Ce dynamisme immobilier a une conséquence directe et concrète : la demande en équipements de sécurité et d’aménagement extérieur, et notamment en garde-corps, balustrades et rambardes en aluminium, n’a jamais été aussi forte.
Avant d’évoquer les matériaux, les finitions ou les designs, il convient de poser le cadre normatif.
En France, les garde-corps sont soumis à des exigences réglementaires strictes, encadrées par la norme NF P01-012 relative aux règles de sécurité contre les chutes de hauteur, ainsi que par les prescriptions du DTU 39 pour les vitrages et, selon les configurations, par l’Eurocode 1 pour les charges mécaniques.
La hauteur minimale réglementaire d’un garde-corps est fixée à un mètre lorsque la chute potentielle est inférieure ou égale à un mètre, et à un mètre dix pour toute hauteur de chute supérieure.

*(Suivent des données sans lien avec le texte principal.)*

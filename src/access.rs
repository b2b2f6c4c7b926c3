//! Role model and the single authorization gate every operation goes through.
//!
//! Each [`Action`] maps to exactly one [`Rule`]; services never inspect roles
//! directly but ask [`authorize`] with the principal and, for owned
//! resources, the owner reference.

use crate::error::{AppError, AppResult};
use serde::{Deserialize, Serialize};
use uuid::Uuid;

#[derive(Debug, Clone, Copy, PartialEq, Eq, Hash, Serialize, Deserialize)]
#[serde(rename_all = "lowercase")]
pub enum Role {
    Student,
    Faculty,
    Admin,
}

/// The authenticated caller of an operation.
#[derive(Debug, Clone, PartialEq, Eq)]
pub struct Principal {
    pub id: Uuid,
    pub role: Role,
}

impl Principal {
    pub fn is_admin(&self) -> bool {
        self.role == Role::Admin
    }
}

#[derive(Debug, Clone, Copy, PartialEq, Eq)]
pub enum Rule {
    Public,
    Authenticated,
    RoleIn(&'static [Role]),
    OwnerOrAdmin,
    OwnerOrRoleIn(&'static [Role]),
    Owner,
}

const STAFF: &[Role] = &[Role::Faculty, Role::Admin];
const ADMIN: &[Role] = &[Role::Admin];

#[derive(Debug, Clone, Copy, PartialEq, Eq)]
pub enum Action {
    ListEvents,
    ViewEvent,
    CreateEvent,
    UpdateEvent,
    DeleteEvent,
    RegisterForEvent,
    UnregisterFromEvent,

    ListItems,
    ViewItem,
    ReportItem,
    UpdateItem,
    DeleteItem,
    ClaimItem,
    ReviewClaim,

    ListClubs,
    ViewClub,
    CreateClub,
    UpdateClub,
    DeleteClub,
    JoinClub,
    LeaveClub,
    UploadGallery,
    UploadResource,
    PostForumMessage,
    ListClubMembers,

    ListAnnouncements,
    ViewAnnouncement,
    CreateAnnouncement,
    UpdateAnnouncement,
    DeleteAnnouncement,

    SubmitFeedback,
    ListOwnFeedback,
    ListAllFeedback,
    ViewFeedback,
    TriageFeedback,
    RespondToFeedback,
    RateFeedback,

    ViewProfile,
    ListUsers,
    ViewUser,
    UpdateUser,
    ChangeRole,
    DeactivateUser,
    ReconcileUser,
}

impl Action {
    pub const fn rule(self) -> Rule {
        use Action::*;

        match self {
            ListEvents | ViewEvent | ListItems | ViewItem | ListClubs | ViewClub
            | ListAnnouncements | ViewAnnouncement => Rule::Public,

            RegisterForEvent | UnregisterFromEvent | ReportItem | ClaimItem | JoinClub
            | LeaveClub | UploadGallery | UploadResource | PostForumMessage | SubmitFeedback
            | ListOwnFeedback | ViewProfile | ViewUser => Rule::Authenticated,

            CreateEvent | CreateAnnouncement | ListAllFeedback | TriageFeedback
            | RespondToFeedback => Rule::RoleIn(STAFF),

            ReviewClaim | CreateClub | UpdateClub | DeleteClub | ListClubMembers | ListUsers
            | ChangeRole | DeactivateUser | ReconcileUser => Rule::RoleIn(ADMIN),

            UpdateEvent | DeleteEvent | UpdateItem | DeleteItem | UpdateAnnouncement
            | DeleteAnnouncement | UpdateUser => Rule::OwnerOrAdmin,

            ViewFeedback => Rule::OwnerOrRoleIn(STAFF),

            RateFeedback => Rule::Owner,
        }
    }
}

/// Anything with an owning user reference.
pub trait Owned {
    fn owner(&self) -> Uuid;
}

/// Decides whether `principal` may perform `action` on a resource owned by
/// `owner`. Owner rules with no owner given only admit the role part.
pub fn authorize(principal: Option<&Principal>, action: Action, owner: Option<Uuid>) -> AppResult<()> {
    let rule = action.rule();
    if rule == Rule::Public {
        return Ok(());
    }
    let principal = principal.ok_or(AppError::Unauthenticated)?;
    let is_owner = owner.map_or(false, |owner| owner == principal.id);

    let allowed = match rule {
        Rule::Public | Rule::Authenticated => true,
        Rule::RoleIn(roles) => roles.contains(&principal.role),
        Rule::OwnerOrAdmin => is_owner || principal.is_admin(),
        Rule::OwnerOrRoleIn(roles) => is_owner || roles.contains(&principal.role),
        Rule::Owner => is_owner,
    };

    if allowed {
        Ok(())
    } else {
        Err(AppError::forbidden(format!(
            "not authorized to {}",
            describe(action)
        )))
    }
}

/// Shorthand for owner-scoped actions on a loaded resource.
pub fn authorize_on(principal: &Principal, action: Action, resource: &impl Owned) -> AppResult<()> {
    authorize(Some(principal), action, Some(resource.owner()))
}

fn describe(action: Action) -> &'static str {
    use Action::*;

    match action {
        CreateEvent => "create events",
        UpdateEvent => "update this event",
        DeleteEvent => "delete this event",
        UpdateItem => "update this item",
        DeleteItem => "delete this item",
        ReviewClaim => "review claims",
        CreateClub | UpdateClub | DeleteClub => "manage clubs",
        ListClubMembers => "view club members",
        CreateAnnouncement => "create announcements",
        UpdateAnnouncement => "update this announcement",
        DeleteAnnouncement => "delete this announcement",
        ListAllFeedback => "view all feedback",
        ViewFeedback => "view this feedback",
        TriageFeedback => "update this feedback",
        RespondToFeedback => "respond to feedback",
        RateFeedback => "rate this feedback",
        ListUsers => "list users",
        UpdateUser => "update this user",
        ChangeRole => "change roles",
        DeactivateUser => "deactivate users",
        ReconcileUser => "reconcile users",
        _ => "perform this action",
    }
}

#[cfg(test)]
pub(crate) mod tests {
    use super::*;
    use rstest::rstest;

    pub(crate) fn principal(role: Role) -> Principal {
        Principal {
            id: Uuid::new_v4(),
            role,
        }
    }

    #[rstest]
    #[case(Action::ListEvents)]
    #[case(Action::ViewClub)]
    #[case(Action::ListAnnouncements)]
    fn public_actions_need_no_principal(#[case] action: Action) {
        assert!(authorize(None, action, None).is_ok());
    }

    #[rstest]
    #[case(Action::JoinClub)]
    #[case(Action::CreateEvent)]
    #[case(Action::UpdateItem)]
    fn private_actions_reject_anonymous(#[case] action: Action) {
        assert!(matches!(
            authorize(None, action, None),
            Err(AppError::Unauthenticated)
        ));
    }

    #[rstest]
    #[case(Role::Student, false)]
    #[case(Role::Faculty, true)]
    #[case(Role::Admin, true)]
    fn staff_rules_check_role(#[case] role: Role, #[case] allowed: bool) {
        let p = principal(role);
        assert_eq!(authorize(Some(&p), Action::CreateEvent, None).is_ok(), allowed);
        assert_eq!(authorize(Some(&p), Action::RespondToFeedback, None).is_ok(), allowed);
    }

    #[test]
    fn owner_or_admin() {
        let owner = principal(Role::Faculty);
        let other = principal(Role::Faculty);
        let admin = principal(Role::Admin);

        assert!(authorize(Some(&owner), Action::UpdateEvent, Some(owner.id)).is_ok());
        assert!(authorize(Some(&admin), Action::UpdateEvent, Some(owner.id)).is_ok());
        assert!(matches!(
            authorize(Some(&other), Action::UpdateEvent, Some(owner.id)),
            Err(AppError::Forbidden(_))
        ));
    }

    #[test]
    fn owner_or_staff_lets_submitter_and_staff_view() {
        let student = principal(Role::Student);
        let stranger = principal(Role::Student);
        let faculty = principal(Role::Faculty);

        assert!(authorize(Some(&student), Action::ViewFeedback, Some(student.id)).is_ok());
        assert!(authorize(Some(&faculty), Action::ViewFeedback, Some(student.id)).is_ok());
        assert!(authorize(Some(&stranger), Action::ViewFeedback, Some(student.id)).is_err());
    }

    #[test]
    fn owner_only_excludes_admin() {
        let admin = principal(Role::Admin);
        assert!(authorize(Some(&admin), Action::RateFeedback, Some(Uuid::new_v4())).is_err());
    }
}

Cette distinction est fondamentale pour les terrasses en rez-de-jardin surélevé, fréquentes à Léguevin compte tenu du relief légèrement vallonné du territoire communal. Les ballustres ou remplissages intermédiaires doivent, quant à eux, être conçus de manière à interdire le passage d’une sphère de dix-huit centimètres de diamètre, conformément aux exigences parasismiques et de résistance aux chocs horizontaux applicables en zone de sismicité 1 comme dans la plupart des communes haut-garonnaises.